In early April 2026, the European Commission opened a targeted consultation on the energy use of AI models, aiming to establish standardized measurement methods and lay the groundwork for a potential energy label.
The
consultation runs through May and directly implements the
AI Act, making sustainability an explicit part of AI regulation in
Europe for the first time.
It marks a shift: AI will no longer be judged only on performance and risk, but also on energy efficiency and climate impact.
Why is the EU focusing on AI’s energy use now?
The Commission is acting because AI systems are driving up electricity demand, threatening climate targets. Large models require massive compute and run in energy-intensive data centers, leading to rising CO₂ emissions.
This applies to two phases:
- Training: building the model on huge datasets
- Inference: everyday use of AI applications
The Commission wants answers to three core questions:
- How much energy do AI models really consume?
- What factors drive efficiency?
- How do we make this transparent and comparable?
The answers should lead to a single European measurement framework.
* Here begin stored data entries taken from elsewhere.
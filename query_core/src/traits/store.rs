//! The core-exposed retrieval interface

use async_trait::async_trait;
use serde::Serialize;

use crate::errors::QueryError;
use crate::options::{FilterValue, ResourceOptions};

/// A page of rows plus the total match count with pagination ignored.
#[derive(Debug, Clone, Serialize)]
#[serde(rename_all = "camelCase")]
pub struct Page<T> {
    pub rows: Vec<T>,
    pub total_count: i64,
}

/// Resource retrieval against one entity. Every call is a stateless,
/// one-shot compile-and-execute; absence is `Ok(None)`, never an error.
#[async_trait]
pub trait ResourceStore {
    type Model;

    /// First row matching the options, if any.
    async fn get_one(
        &self,
        options: &ResourceOptions,
    ) -> Result<Option<Self::Model>, QueryError>;

    /// Like [`get_one`](Self::get_one) with an additional AND constraint on
    /// the primary key.
    async fn get_one_by_id(
        &self,
        id: FilterValue,
        options: &ResourceOptions,
    ) -> Result<Option<Self::Model>, QueryError>;

    /// The full ordered, limited and offset row sequence.
    async fn get_many(&self, options: &ResourceOptions) -> Result<Vec<Self::Model>, QueryError>;

    /// Rows with pagination applied plus the total count without it. Issues
    /// two queries against the executor.
    async fn get_many_and_count(
        &self,
        options: &ResourceOptions,
    ) -> Result<Page<Self::Model>, QueryError>;
}
//! Convenience re-exports for common query-core usage

// Core traits
pub use crate::traits::{Entity, Page, ResourceStore};

// Error types
pub use crate::errors::QueryError;

// Specification building
pub use crate::options::{Filter, FilterOperator, FilterValue, JoinScope, ResourceOptions, SortOrder};

// Request decoding
pub use crate::decode::RequestQuery;

// Schema definition
pub use crate::schema::{EntityDef, Relation, SchemaRegistry};

// Repositories
pub use crate::repository::Repository;

// Validation
pub use crate::validation::{ValidatedIdentifier, ValidationError};

// Common external dependencies that are frequently used
pub use async_trait::async_trait;
pub use indexmap::IndexMap;
pub use sqlx::{FromRow, PgPool};
pub use uuid::Uuid;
What does the EU consultation actually cover?
The consultation asks companies, researchers, and institutions how AI energy use should be measured. The goal is a technical standard deployable across the EU.
The European Commission is focusing on:
- Energy per model (training and use)
- CO₂ emissions linked to infrastructure
- Hardware impact, such as GPU and CPU usage
- Data center efficiency and energy sources
The challenge is significant. AI energy use is hard to track because data is spread across systems and cloud environments.
Is an AI energy label really coming?
Yes. The consultation clearly points toward an energy label for AI systems. The Commission is exploring a label for AI models similar to those on household appliances.
Such a label could show:
- An AI model’s energy efficiency
- Expected CO₂ impact
- Comparability across providers
That makes energy use visible to users and regulators—and pushes companies to design more efficiently.
How does this fit into the AI Act?
The AI Act is the legal framework for this consultation. Where the law first focused on safety and risk, sustainability is becoming an added dimension.
Concretely, this could mean:
- Reporting obligations for AI providers
- Stricter rules for large models (including generative AI)
- Energy use as part of compliance
The consultation is not a standalone move but a building block for future regulation.
What does this mean for Dutch companies?
In the Netherlands, AI firms should prepare for measurement and transparency on energy use. This directly affects sectors with heavy AI adoption.
Key sectors include:
- AI startups and scale-ups
- Cloud and data center providers
- Financial services (fintech)
- Healthcare and medical AI
- Logistics and industry
The Netherlands is a major digital infrastructure hub—so the impact will be relatively large here.
The effect cuts both ways:
- Opportunity: innovation in energy‑efficient AI
- Risk: higher costs and administrative burden
How do you measure AI’s energy use?
Measuring AI energy use means collecting data across every step of the AI lifecycle. It goes beyond just electricity consumption.
Key metrics include:
- GPU and CPU utilization
- Energy during training
- Energy during inference
- Hardware specifications
- Data center efficiency
The toughest hurdle is standardization. Without common definitions, figures remain hard to compare across companies and countries.
Why is this strategically important for Europe?
With this move, Europe positions itself as a leader in sustainable AI governance. The combination of the AI Act and energy requirements is unique globally.
It aligns with broader goals:
- Climate neutrality
- Digital sovereignty
- Responsible innovation
For businesses, energy efficiency becomes a strategic metric—alongside safety and performance.
What happens after the consultation?
After the consultation, the European Commission will analyze all input and work toward concrete standards and guidelines.
Expected next steps:
- Development of measurement protocols
- Potential certification of AI systems
- Introduction of energy labels
- Integration into AI Act supervision
Initial proposals are expected later in 2026.
Bottom line: an AI energy label looks increasingly likely
The EU consultation makes clear that energy use will be a core pillar of AI policy. What starts as a technical measurement question could result in a mandatory energy label for AI models.
For the Netherlands, that means companies should act now. Those who invest early in efficient AI will gain an edge in a tightly regulated European market.